Postural latency represents the time required for initiation of the postural recovery action. Accurate and rapid onset is important for maintenance of upright balance (Shumway-Cook and Woollacott 2007). Postural latency is a sensitive indicator of balance performance. Postural latency is increased in elderly participants with poor balance (Woollacott et al. 1986) and in healthy individuals during jaw clenching (Hosoda et al. 2007). Postural latency did not change with application of a rigid lumbar corset in the present study. This implies that a response could be initiated with a similar latency, but this is likely to involve moments generated at segments other than the spine, such as hip and ankle. Despite the preservation of response latency, the organization of the postural response was sufficiently compromised to reduce the quality of balance recovery. Although balance is controlled by coordination of the multiple segments in the kinetic chain from feet to head, the reduced contribution of the lumbar spine could not be completely compensated by motion at adjacent segments.

There may be differences in the ability of people with and without LBP to redistribute motion between segments to compensate for reduced spinal motion. Although greater displacement of CoP associated with breathing has been shown in people with LBP in association with reduced lumbopelvic movement (Grimstone and Hodges 2003), this is not observed when healthy individuals are given LBP experimentally (Smith et al. 2005). The authors argued that people with no history of LBP were able to use movement from other joints (such as hip and knee) to compensate for the reduced lumbar spine movement and maintain postural stability. Although participants in the present study may have adopted a similar strategy when wearing a brace, this was insufficient to completely compensate for the reduced spinal motion. If so, the present data would underestimate the effect that may be apparent if no compensation was used. The effect of a brace in people with LBP may have a greater impact on balance than for a group of pain-free control participants. This warrants further investigation with measurement of joint kinematics in addition to force plate measures.

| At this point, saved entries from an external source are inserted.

//! Integration tests for configuration loading
//!
//! Tests that verify config loading from files and environment variables.

use broadleaf::config::AppConfig;
use serial_test::serial;
use std::path::PathBuf;

fn temp_config_dir(name: &str) -> PathBuf {
    let dir = std::env::temp_dir().join("broadleaf_config_tests").join(name);
    std::fs::create_dir_all(&dir).unwrap();
    dir
}

#[test]
#[serial]
fn test_env_override() {
    std::env::set_var("BLF_SIMULATION__DURATION", "12.5");
    let config = AppConfig::load().unwrap();
    std::env::remove_var("BLF_SIMULATION__DURATION");
    assert_eq!(config.simulation.duration, 12.5);
}

#[test]
#[serial]
fn test_env_override_nested_physics() {
    std::env::set_var("BLF_PHYSICS__TERMINAL_VELOCITY", "30");
    std::env::set_var("BLF_DEBUG__LOG_LEVEL", "debug");
    let config = AppConfig::load().unwrap();
    std::env::remove_var("BLF_PHYSICS__TERMINAL_VELOCITY");
    std::env::remove_var("BLF_DEBUG__LOG_LEVEL");

    assert_eq!(config.physics.terminal_velocity, 30.0);
    assert_eq!(config.debug.log_level, "debug");
    assert_eq!(config.physics.to_physics_config().terminal_velocity, 30.0);
}

#[test]
#[serial]
fn test_default_file_loading() {
    std::env::remove_var("BLF_SIMULATION__DURATION");

    let cwd = std::env::current_dir().unwrap();
    assert!(cwd.join("config/default.toml").exists());

    let config = AppConfig::load().unwrap();
    assert_eq!(config.simulation.scene, PathBuf::from("scenes/demo.ron"));
    assert_eq!(config.physics.gravity, [0.0, -9.81, 0.0]);
}

#[test]
#[serial]
fn test_user_file_overrides_default() {
    let dir = temp_config_dir("user_override");
    std::fs::write(dir.join("default.toml"), "[simulation]\nduration = 3.0\ntimestep = 0.02\n").unwrap();
    std::fs::write(dir.join("user.toml"), "[simulation]\nduration = 8.0\n").unwrap();

    let config = AppConfig::load_from(&dir).unwrap();
    assert_eq!(config.simulation.duration, 8.0);
    assert_eq!(config.simulation.timestep, 0.02);
}

#[test]
#[serial]
fn test_missing_directory_uses_defaults() {
    let config = AppConfig::load_from("/nonexistent/broadleaf/config").unwrap();
    assert_eq!(config.simulation.duration, 5.0);
    assert_eq!(config.debug.log_level, "info");
}

#[test]
#[serial]
fn test_invalid_value_is_an_error() {
    let dir = temp_config_dir("invalid_value");
    std::fs::write(dir.join("default.toml"), "[simulation]\nduration = \"forever\"\n").unwrap();
    let _ = std::fs::remove_file(dir.join("user.toml"));

    let err = AppConfig::load_from(&dir).unwrap_err();
    assert!(err.to_string().starts_with("Configuration error"));
}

Methodological considerations

There are some methodological issues to consider. First, the movement of the lumbar spine is unlikely to be completely restricted by the corset used here. Although the corsets were tailor-made and individually moulded to each participant, small movement at the lumbar spine might still be possible. This could not be measured as the tight fitting of the corset meant placement of sensors on the lumbar spine for movement detection was not feasible. Nevertheless, the present results show that restriction of the lumbar spine movement, even if not completely eliminated, impairs postural recovery. Second, compensatory movements at adjacent segments were not recorded but would be worthy of consideration in future work.

Previous work has highlighted the important role of spinal and lower limb movement in postural compensation for the perturbation to balance caused by breathing (Gurfinkel et al. 1971; Kantor et al. 2001; Hodges et al. 2002). The corset used in the present study will have modified breathing as a result of reduced abdominal displacement and spinal motion. Although this may have had a subtle effect on the postural strategy, we do not believe this affects our results as there was no difference in variables at baseline prior to the perturbation, despite the application of the corset. This could be further investigated in future work, particularly for corsets that extend to the rib cage and that would have a greater impact on breathing (Puckree et al. 2005).

Conclusion

The results of this study suggest that movement of the lumbar spine plays a critical role in postural recovery following unexpected support surface translation. Time of onset of postural reaction was not affected by the brace, which suggests the response remains triggered as quickly in this condition as trials without the brace. However, despite the maintained onset of response, the reduced contribution of lumbar movement to the postural adjustment compromised its quality. Poor balance control in people with LBP could be explained by reduced lumbar movement.